Background: Accurate, high-quality data is critical for work in quality improvement, research, and clinical operations. With an electronic health record (EHR), vast amounts of observational data are collected on patients every day. This data can provide actionable knowledge if an institution can successfully extract and analyze it. At our institution, which adopted the Epic EHR in 2012, there were challenges to obtaining timely and high-quality EHR data, much less being able to use it for quality improvement or research.

Purpose: To develop a Division-level program that could provide high-quality data acquisition and analysis for the ~70+ faculty in the Division of Hospital Medicine.

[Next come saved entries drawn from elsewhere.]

//! Prompt Composer
//!
//! Builds the ordered message list for one partner turn: the persona
//! instructions, a relationship-specific context instruction, the prior
//! conversation in its original order, and finally the learner's new
//! utterance.
//!
//! Target structures are modelled, never taught. Every relationship branch
//! carries phrase templates for the partner to *use* and an instruction to
//! react in character to a register mismatch, together with an explicit ban
//! on naming or correcting the learner's language.

use crate::{
    corpus::{Relationship, RelationshipKind, Scenario},
    llm_client::PromptMessage,
    session::{ConversationTurn, TurnRole},
};

/// Persona instructions sent as the first system message of every request.
pub const DEFAULT_SYSTEM_PROMPT: &str = r#"You are "Discussion Partner," a conversation partner who helps learners discover how to disagree politely in English using real conversations from the Trinity Lancaster Corpus (TLC).

CORE PRINCIPLES:

1. Use ONLY language patterns from the provided TLC corpus data
2. ALWAYS model target structures in your responses
3. NEVER give explicit metalinguistic feedback, grammar rules, or tell the learner what to say
4. NEVER say things like "You should use...", "Try saying...", "You might say..."
5. Respond contingently to the learner's ideas and content
6. React naturally if their register is inappropriate (too rude, too formal)

TARGET STRUCTURES (from TLC) - USE THESE IN YOUR RESPONSES:

HIGH POWER (Boss/Teacher):
- "I understand/see/can see your point, but..."
- "I appreciate that, however..."
- "That's a valid concern, but perhaps..."
- Add mitigation: "maybe", "perhaps", "I think", "I feel"

LOW POWER (Friends/Siblings):
- "Yeah but..."
- "I agree but..."
- "True, but..."
- Add mitigation: "maybe", "I think"

MODEL the language, don't TEACH it. You are a CONVERSATION PARTNER, not a grammar teacher. The learner learns by seeing you use the patterns repeatedly in authentic conversation."#;

const PEER_CONTEXT: &str = r#"TARGET STRUCTURES YOU MUST USE IN YOUR RESPONSES:
- Start with: "Yeah but...", "I agree but...", "True, but...", "I see that, but..."
- Keep it short and casual (2-3 sentences)
- Add maybe/I think if appropriate
- Example: "Yeah but don't you think you need money to be happy? I mean, you gotta pay for stuff, right?"

REACT TO INAPPROPRIATE REGISTER:
If they're too formal (e.g., "I respectfully disagree", elaborate language):
- React: "Whoa, you sound so formal! We're just friends talking."
- Continue naturally modeling casual patterns
- NEVER say "You should use..." or "Try saying..."

If they're appropriate:
- Just continue naturally using casual patterns"#;

const AUTHORITY_CONTEXT: &str = r#"TARGET STRUCTURES YOU MUST USE IN YOUR RESPONSES:
- Start with: "I understand..., however...", "I can see your point, but perhaps...", "I appreciate that, though..."
- Be diplomatic and elaborate (3-4 sentences)
- Add: "perhaps", "maybe", "I think"
- Example: "I understand you have scheduling constraints. However, we need to find a solution that works for the business. Perhaps we could discuss alternative arrangements?"

REACT TO INAPPROPRIATE REGISTER:
If they're too casual/rude (e.g., "nah", "no", very short/blunt):
- React professionally: "That's quite direct for a professional conversation."
- Continue naturally modeling formal patterns
- NEVER say "You should say..." or "Try using..."

If they're appropriate:
- Just continue naturally using formal patterns"#;

const TURN_INSTRUCTIONS: &str = r#"CRITICAL INSTRUCTIONS:

1. ALWAYS use the appropriate target structures in YOUR responses
2. React naturally if their register doesn't match the relationship
3. Engage with their actual content and ideas
4. Ask follow-up questions
5. Model the language through your responses - never name, explain or correct the learner's grammar

NOW RESPOND TO WHAT THEY JUST SAID, using the appropriate target structures."#;

/// Assembles LLM payloads for the simulated partner.
#[derive(Debug, Clone)]
pub struct PromptComposer {
    system_prompt: String,
}

impl Default for PromptComposer {
    fn default() -> Self {
        Self::new(DEFAULT_SYSTEM_PROMPT)
    }
}

impl PromptComposer {
    pub fn new(system_prompt: impl Into<String>) -> Self {
        Self {
            system_prompt: system_prompt.into(),
        }
    }

    pub fn system_prompt(&self) -> &str {
        &self.system_prompt
    }

    /// Context instruction for one relationship and topic.
    pub fn context_instruction(&self, relationship: Relationship, topic: &str) -> String {
        let (setting, patterns) = match relationship.kind() {
            RelationshipKind::Peer => (
                format!(
                    "You are having a casual conversation with your {}.",
                    relationship.partner_label()
                ),
                PEER_CONTEXT,
            ),
            RelationshipKind::Authority => (
                "You are the learner's BOSS in a professional setting.".to_string(),
                AUTHORITY_CONTEXT,
            ),
        };
        format!("{setting}\n\n{patterns}\n\nCURRENT TOPIC: {topic}\n\n{TURN_INSTRUCTIONS}")
    }

    /// Builds the complete request for the learner's `utterance`.
    ///
    /// `history` is the conversation *before* the new utterance and is sent
    /// in its original order.
    pub fn compose(
        &self,
        scenario: &Scenario,
        history: &[ConversationTurn],
        utterance: &str,
    ) -> Vec<PromptMessage> {
        let mut messages = Vec::with_capacity(history.len() + 3);
        messages.push(PromptMessage::system(self.system_prompt.clone()));
        messages.push(PromptMessage::system(
            self.context_instruction(scenario.relationship, scenario.topic),
        ));
        messages.extend(history.iter().map(|turn| match turn.role {
            TurnRole::Learner => PromptMessage::user(turn.text.clone()),
            TurnRole::Partner => PromptMessage::assistant(turn.text.clone()),
        }));
        messages.push(PromptMessage::user(utterance));
        messages
    }
}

Description: Our Division is based in an 800-bed academic teaching hospital and many faculty are actively engaged in quality improvement or other scholarly projects. In 2016, an initial email survey to faculty found that 86% of respondents reported a need for data and/or analysts in their work. In response, we assembled a working group of divisional leaders in quality improvement, research, and informatics to outline a program that could potentially meet these needs. We subsequently named this program the “Data Core”. We conceptualized the main functions of the Data Core as (1) EHR data extraction; (2) data exploration and visualization; (3) data analytics; and (4) automation of data reports. The group determined that the minimum skill set required to support these functions was: programming in the structured query language (SQL), proficiency in a statistical programming language (e.g. Stata, SAS or R), and certification to use the Epic EHR database. In addition, it was considered vital to include a clinician in Data Core with the expertise to supervise data validation and integrity.
In November, 2016, the Division provided financial support for the Data Core to support a clinician-informaticist and a full-time analyst (Figure). Since its inception, Data Core has provided EHR data that has been used to support 23 separate project requests, which has led to three intramural grants, nine scientific abstracts, and two research manuscripts submitted for peer review. In addition, Data Core provides data to support the Division’s quality metric reports and unit-based leadership team activities.

Conclusions: A divisional Data Core can successfully catalyze the use of EHR data for research, quality improvement, and clinical operations.